Stored data entries

mod auth_middleware;

pub use auth_middleware::*;
#[tokio::test]
async fn test_player_routes_require_auth() {
    let mut app = create_test_app().await;

    let request = Request::builder()
        .method("POST")
        .uri("/parties")
        .body(Body::empty())
        .unwrap();
    let (status, body) = send(&mut app.router, request).await;
    assert_eq!(status, StatusCode::UNAUTHORIZED);
    assert_eq!(body["error"], "unauthorized");

    let (status, _) = get_auth(&mut app.router, "/parties/mine", "not-a-jwt").await;
    assert_eq!(status, StatusCode::UNAUTHORIZED);
}

#[tokio::test]
async fn test_service_token_cannot_act_as_player() {
    let mut app = create_test_app().await;

    let (status, _) = post_auth(&mut app.router, "/parties", SERVICE_TOKEN).await;
    assert_eq!(status, StatusCode::UNAUTHORIZED);
}

// ============================================================================
// Party lifecycle
// ============================================================================

#[tokio::test]
async fn test_create_party_success() {
    let mut app = create_test_app().await;
    let (account_id, token) = app.player();

    let (status, body) = post_auth(&mut app.router, "/parties", &token).await;

    assert_eq!(status, StatusCode::CREATED);
    assert!(body["id"].is_string());
    assert_eq!(body["owner_id"], account_id.to_string());
    assert_eq!(body["invite_code"].as_str().unwrap().len(), 8);
    assert_eq!(body["max_size"], 8);
    assert!(body["created_at"].is_string());
    assert!(body["updated_at"].is_string());
    assert_eq!(body["members"].as_array().unwrap().len(), 1);
    assert_eq!(body["members"][0]["account_id"], account_id.to_string());
    assert_eq!(body["members"][0]["role"], "owner");
}

#[tokio::test]
async fn test_one_membership_per_account() {
    let mut app = create_test_app().await;
    let (_, owner) = app.player();
    let (_, other_owner) = app.player();

    let (_, code) = create_party(&mut app.router, &owner).await;

    let (status, body) = post_auth(&mut app.router, "/parties", &owner).await;
    assert_eq!(status, StatusCode::CONFLICT);
    assert_eq!(body["error"], "already_in_party");
    assert_eq!(body["message"], "You are already in a party. Leave first.");

    create_party(&mut app.router, &other_owner).await;
    let (status, body) = join_party(&mut app.router, &other_owner, &code).await;
    assert_eq!(status, StatusCode::CONFLICT);
    assert_eq!(body["error"], "already_in_party");
}

#[tokio::test]
async fn test_get_my_party_not_in_party() {
    let mut app = create_test_app().await;
    let (_, token) = app.player();

    let (status, body) = get_auth(&mut app.router, "/parties/mine", &token).await;

    assert_eq!(status, StatusCode::NOT_FOUND);
    assert_eq!(body["error"], "not_in_party");
}

#[tokio::test]
async fn test_join_validation() {
    let mut app = create_test_app().await;
    let (_, token) = app.player();

    let (status, body) = post_json_auth(&mut app.router, "/parties/join", json!({}), &token).await;
    assert_eq!(status, StatusCode::BAD_REQUEST);
    assert_eq!(body["error"], "invalid_request");

    let (status, body) = post_auth(&mut app.router, "/parties/join", &token).await;
    assert_eq!(status, StatusCode::BAD_REQUEST);
    assert_eq!(body["error"], "invalid_request");

    let (status, body) = join_party(&mut app.router, &token, "  ").await;
    assert_eq!(status, StatusCode::NOT_FOUND);
    assert_eq!(body["error"], "invalid_code");

    let (status, body) = join_party(&mut app.router, &token, "ffffffff").await;
    assert_eq!(status, StatusCode::NOT_FOUND);
    assert_eq!(body["error"], "invalid_code");
}

#[tokio::test]
async fn test_join_until_full() {
    let mut app = create_test_app().await;
    let (_, owner) = app.player();
    let (_, code) = create_party(&mut app.router, &owner).await;

    for expected_size in 2..=8 {
        let (_, token) = app.player();
        let (status, body) = join_party(&mut app.router, &token, &code).await;
        assert_eq!(status, StatusCode::OK);
        assert_eq!(body["members"].as_array().unwrap().len(), expected_size);
    }

    let (_, late) = app.player();
    let (status, body) = join_party(&mut app.router, &late, &code).await;
    assert_eq!(status, StatusCode::CONFLICT);
    assert_eq!(body["error"], "party_full");
}

#[tokio::test]
async fn test_invite_kick_flow() {
    let mut app = create_test_app().await;
    let (_, a) = app.player();
    let (b_id, b) = app.player();

    let (party_id, code) = create_party(&mut app.router, &a).await;

    let (status, _) = join_party(&mut app.router, &b, &code).await;
    assert_eq!(status, StatusCode::OK);

    let (status, body) = get_auth(&mut app.router, "/parties/mine", &b).await;
    assert_eq!(status, StatusCode::OK);
    assert_eq!(body["id"], party_id);
    assert_eq!(body["members"].as_array().unwrap().len(), 2);

    let (status, body) = post_json_auth(
        &mut app.router,
        "/parties/kick",
        json!({ "account_id": b_id }),
        &a,
    )
    .await;
    assert_eq!(status, StatusCode::OK);
    assert_eq!(body["message"], "Member kicked");

    let (status, body) = get_auth(&mut app.router, "/parties/mine", &b).await;
    assert_eq!(status, StatusCode::NOT_FOUND);
    assert_eq!(body["error"], "not_in_party");
}

#[tokio::test]
async fn test_kick_rules() {
    let mut app = create_test_app().await;
    let (a_id, a) = app.player();
    let (_, b) = app.player();
    let (_, code) = create_party(&mut app.router, &a).await;
    join_party(&mut app.router, &b, &code).await;

    let (status, body) = post_json_auth(
        &mut app.router,
        "/parties/kick",
        json!({ "account_id": a_id }),
        &a,
    )
    .await;
    assert_eq!(status, StatusCode::BAD_REQUEST);
    assert_eq!(body["error"], "invalid_request");

    let (status, body) = post_json_auth(
        &mut app.router,
        "/parties/kick",
        json!({ "account_id": a_id }),
        &b,
    )
    .await;
    assert_eq!(status, StatusCode::FORBIDDEN);
    assert_eq!(body["error"], "not_owner");

    let (status, body) = post_json_auth(
        &mut app.router,
        "/parties/kick",
        json!({ "account_id": Uuid::new_v4() }),
        &a,
    )
    .await;
    assert_eq!(status, StatusCode::NOT_FOUND);
    assert_eq!(body["error"], "not_in_party");

    let (status, body) = post_json_auth(
        &mut app.router,
        "/parties/kick",
        json!({ "account_id": "nope" }),
        &a,
    )
    .await;
    assert_eq!(status, StatusCode::BAD_REQUEST);
    assert_eq!(body["message"], "account_id is required");
}

#[tokio::test]
async fn test_member_leave_keeps_party() {
    let mut app = create_test_app().await;
    let (_, a) = app.player();
    let (_, b) = app.player();
    let (_, code) = create_party(&mut app.router, &a).await;
    join_party(&mut app.router, &b, &code).await;

    let (status, body) = post_auth(&mut app.router, "/parties/leave", &b).await;
    assert_eq!(status, StatusCode::OK);
    assert_eq!(body["message"], "Left party");

    let (status, body) = get_auth(&mut app.router, "/parties/mine", &a).await;
    assert_eq!(status, StatusCode::OK);
    assert_eq!(body["members"].as_array().unwrap().len(), 1);

    let (status, body) = post_auth(&mut app.router, "/parties/leave", &b).await;
    assert_eq!(status, StatusCode::NOT_FOUND);
    assert_eq!(body["error"], "not_in_party");
}

#[tokio::test]
async fn test_owner_leave_disbands() {
    let mut app = create_test_app().await;
    let (_, a) = app.player();
    let (b_id, b) = app.player();
    let (party_id, code) = create_party(&mut app.router, &a).await;
    join_party(&mut app.router, &b, &code).await;

    let (status, body) = post_auth(&mut app.router, "/parties/leave", &a).await;
    assert_eq!(status, StatusCode::OK);
    assert_eq!(body["message"], "Party disbanded");

    let (status, _) = get_auth(&mut app.router, "/parties/mine", &b).await;
    assert_eq!(status, StatusCode::NOT_FOUND);

    let path = format!("/internal/parties/{}", party_id);
    let (status, body) = get_internal(&mut app.router, &path, Some(SERVICE_TOKEN)).await;
    assert_eq!(status, StatusCode::NOT_FOUND);
    assert_eq!(body["error"], "not_found");

    let path = format!("/internal/parties/player/{}", b_id);
    let (status, body) = get_internal(&mut app.router, &path, Some(SERVICE_TOKEN)).await;
    assert_eq!(status, StatusCode::NOT_FOUND);
    assert_eq!(body["error"], "not_in_party");
}

#[tokio::test]
async fn test_transfer_ownership() {
    let mut app = create_test_app().await;
    let (a_id, a) = app.player();
    let (b_id, b) = app.player();
    let (_, code) = create_party(&mut app.router, &a).await;
    join_party(&mut app.router, &b, &code).await;

    let (status, body) = post_json_auth(
        &mut app.router,
        "/parties/transfer",
        json!({ "account_id": a_id }),
        &a,
    )
    .await;
    assert_eq!(status, StatusCode::BAD_REQUEST);
    assert_eq!(body["message"], "You are already the owner");

    let (status, body) = post_json_auth(
        &mut app.router,
        "/parties/transfer",
        json!({ "account_id": b_id }),
        &a,
    )
    .await;
    assert_eq!(status, StatusCode::OK);
    assert_eq!(body["owner_id"], b_id.to_string());

    let members = body["members"].as_array().unwrap();
    let owners: Vec<_> = members.iter().filter(|m| m["role"] == "owner").collect();
    assert_eq!(owners.len(), 1);
    assert_eq!(owners[0]["account_id"], b_id.to_string());
    let old = members
        .iter()
        .find(|m| m["account_id"] == a_id.to_string())
        .unwrap();
    assert_eq!(old["role"], "member");

    // Old owner is now a plain member
    let (status, body) = post_json_auth(
        &mut app.router,
        "/parties/transfer",
        json!({ "account_id": b_id }),
        &a,
    )
    .await;
    assert_eq!(status, StatusCode::FORBIDDEN);
    assert_eq!(body["error"], "not_owner");
}

#[tokio::test]
async fn test_disband_party() {
    let mut app = create_test_app().await;
    let (_, a) = app.player();
    let (_, b) = app.player();
    let (_, code) = create_party(&mut app.router, &a).await;
    join_party(&mut app.router, &b, &code).await;

    let (status, body) = call_auth(&mut app.router, "DELETE", "/parties", &b, None).await;
    assert_eq!(status, StatusCode::FORBIDDEN);
    assert_eq!(body["error"], "not_owner");

    let (status, body) = call_auth(&mut app.router, "DELETE", "/parties", &a, None).await;
    assert_eq!(status, StatusCode::OK);
    assert_eq!(body["message"], "Party disbanded");

    let (status, body) = call_auth(&mut app.router, "DELETE", "/parties", &a, None).await;
    assert_eq!(status, StatusCode::NOT_FOUND);
    assert_eq!(body["error"], "not_in_party");

    // Both accounts are free to form new parties
    create_party(&mut app.router, &b).await;
}

#[tokio::test]
async fn test_regenerate_invite() {
    let mut app = create_test_app().await;
    let (_, a) = app.player();
    let (_, b) = app.player();
    let (_, old_code) = create_party(&mut app.router, &a).await;
    join_party(&mut app.router, &b, &old_code).await;

    let (status, body) = post_auth(&mut app.router, "/parties/invite", &b).await;
    assert_eq!(status, StatusCode::FORBIDDEN);
    assert_eq!(body["error"], "not_owner");

    let (status, body) = post_auth(&mut app.router, "/parties/invite", &a).await;
    assert_eq!(status, StatusCode::OK);
    let new_code = body["invite_code"].as_str().unwrap().to_string();
    assert_ne!(new_code, old_code);

    let (_, body) = get_auth(&mut app.router, "/parties/mine", &a).await;
    assert_eq!(body["invite_code"], new_code);
    assert_eq!(body["members"].as_array().unwrap().len(), 2);

    let (_, c) = app.player();
    let (status, _) = join_party(&mut app.router, &c, &old_code).await;
    assert_eq!(status, StatusCode::NOT_FOUND);
    let (status, _) = join_party(&mut app.router, &c, &new_code).await;
    assert_eq!(status, StatusCode::OK);
}

// ============================================================================
// Internal endpoints
// ============================================================================

#[tokio::test]
async fn test_internal_requires_service_token() {
    let mut app = create_test_app().await;
    let path = format!("/internal/parties/{}", Uuid::new_v4());

    let (status, _) = get_internal(&mut app.router, &path, None).await;
    assert_eq!(status, StatusCode::UNAUTHORIZED);

    let (status, _) = get_internal(&mut app.router, &path, Some("wrong")).await;
    assert_eq!(status, StatusCode::UNAUTHORIZED);

    // A player JWT is not a service token
    let (_, player) = app.player();
    let (status, _) = get_auth(&mut app.router, &path, &player).await;
    assert_eq!(status, StatusCode::UNAUTHORIZED);
}

#[tokio::test]
async fn test_internal_invalid_ids() {
    let mut app = create_test_app().await;

    let (status, body) =
        get_internal(&mut app.router, "/internal/parties/not-a-uuid", Some(SERVICE_TOKEN)).await;
    assert_eq!(status, StatusCode::BAD_REQUEST);
    assert_eq!(body["error"], "invalid_id");

    let (status, body) = get_internal(
        &mut app.router,
        "/internal/parties/player/not-a-uuid",
        Some(SERVICE_TOKEN),
    )
    .await;
    assert_eq!(status, StatusCode::BAD_REQUEST);
    assert_eq!(body["error"], "invalid_id");
}
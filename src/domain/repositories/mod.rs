mod party_repository;

pub use party_repository::*;
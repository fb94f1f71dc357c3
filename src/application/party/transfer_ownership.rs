use std::sync::Arc;

use uuid::Uuid;

use crate::domain::entities::Party;
use crate::domain::repositories::{PartyRepository, RepositoryError};

/// Transfer ownership input
pub struct TransferOwnershipInput {
    pub account_id: Uuid,
    pub target_id: Uuid,
}

/// Transfer ownership use case
pub struct TransferOwnership<P: PartyRepository> {
    party_repo: Arc<P>,
}

impl<P: PartyRepository> TransferOwnership<P> {
    pub fn new(party_repo: Arc<P>) -> Self {
        Self { party_repo }
    }

    /// Returns the party as seen after the transfer
    pub async fn execute(
        &self,
        input: TransferOwnershipInput,
    ) -> Result<Party, TransferOwnershipError> {
        if input.target_id == input.account_id {
            return Err(TransferOwnershipError::AlreadyOwner);
        }

        let membership = self
            .party_repo
            .find_membership(input.account_id)
            .await?
            .filter(|m| m.is_owner())
            .ok_or(TransferOwnershipError::NotOwner)?;

        self.party_repo
            .find_membership(input.target_id)
            .await?
            .filter(|t| t.party_id == membership.party_id)
            .ok_or(TransferOwnershipError::TargetNotInParty)?;

        match self
            .party_repo
            .transfer_ownership(membership.party_id, input.account_id, input.target_id)
            .await
        {
            Ok(()) => {}
            Err(RepositoryError::OwnerChanged) => return Err(TransferOwnershipError::NotOwner),
            Err(RepositoryError::NotFound(_)) => {
                return Err(TransferOwnershipError::TargetNotInParty)
            }
            Err(e) => return Err(e.into()),
        }

        tracing::info!(
            party_id = %membership.party_id,
            from = %input.account_id,
            to = %input.target_id,
            "Ownership transferred"
        );

        let party = self
            .party_repo
            .find_with_members(membership.party_id)
            .await?
            .ok_or_else(|| RepositoryError::NotFound(format!("party {}", membership.party_id)))?;

        Ok(party)
    }
}

#[derive(Debug, thiserror::Error)]
pub enum TransferOwnershipError {
    #[error("You are already the owner")]
    AlreadyOwner,
    #[error("Only the party owner can transfer ownership")]
    NotOwner,
    #[error("That player is not in your party")]
    TargetNotInParty,
    #[error("Repository error: {0}")]
    Repository(#[from] RepositoryError),
}
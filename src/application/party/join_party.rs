use std::sync::Arc;

use uuid::Uuid;

use crate::domain::entities::{MemberRole, Party, PartyMember};
use crate::domain::repositories::{PartyRepository, RepositoryError};

/// Join party input
pub struct JoinPartyInput {
    pub account_id: Uuid,
    pub invite_code: String,
}

/// Join party use case
pub struct JoinParty<P: PartyRepository> {
    party_repo: Arc<P>,
}

impl<P: PartyRepository> JoinParty<P> {
    pub fn new(party_repo: Arc<P>) -> Self {
        Self { party_repo }
    }

    /// Returns the joined party with its updated member list
    pub async fn execute(&self, input: JoinPartyInput) -> Result<Party, JoinPartyError> {
        if input.invite_code.is_empty() {
            return Err(JoinPartyError::MissingInviteCode);
        }

        if self
            .party_repo
            .find_membership(input.account_id)
            .await?
            .is_some()
        {
            return Err(JoinPartyError::AlreadyInParty);
        }

        let party = self
            .party_repo
            .find_by_invite_code(&input.invite_code)
            .await?
            .ok_or(JoinPartyError::InvalidCode)?;

        let members = self.party_repo.get_members(party.id).await?;
        if party.is_full(members.len()) {
            return Err(JoinPartyError::PartyFull);
        }

        // A concurrent join may have taken the last slot since the count above
        let member = PartyMember::new(party.id, input.account_id, MemberRole::Member);
        if !self
            .party_repo
            .add_member_if_room(&member, party.max_size)
            .await?
        {
            return Err(JoinPartyError::PartyFull);
        }

        tracing::info!(party_id = %party.id, account_id = %input.account_id, "Joined party");

        let party = self
            .party_repo
            .find_with_members(party.id)
            .await?
            .ok_or_else(|| RepositoryError::NotFound(format!("party {}", party.id)))?;

        Ok(party)
    }
}

#[derive(Debug, thiserror::Error)]
pub enum JoinPartyError {
    #[error("invite_code is required")]
    MissingInviteCode,
    #[error("Already in a party")]
    AlreadyInParty,
    #[error("Invalid invite code")]
    InvalidCode,
    #[error("Party is full")]
    PartyFull,
    #[error("Repository error: {0}")]
    Repository(#[from] RepositoryError),
}
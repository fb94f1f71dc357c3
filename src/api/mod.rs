pub mod dto;
pub mod error;
pub mod middleware;
pub mod routes;

// Re-export for convenience
pub use crate::infrastructure::app_state::AppState;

## Directions
Please go through the data above and copy every line that has the word "info".

## Response for this exercise
        tracing::info!(
        tracing::info!(party_id = %party.id, account_id = %input.account_id, "Joined party");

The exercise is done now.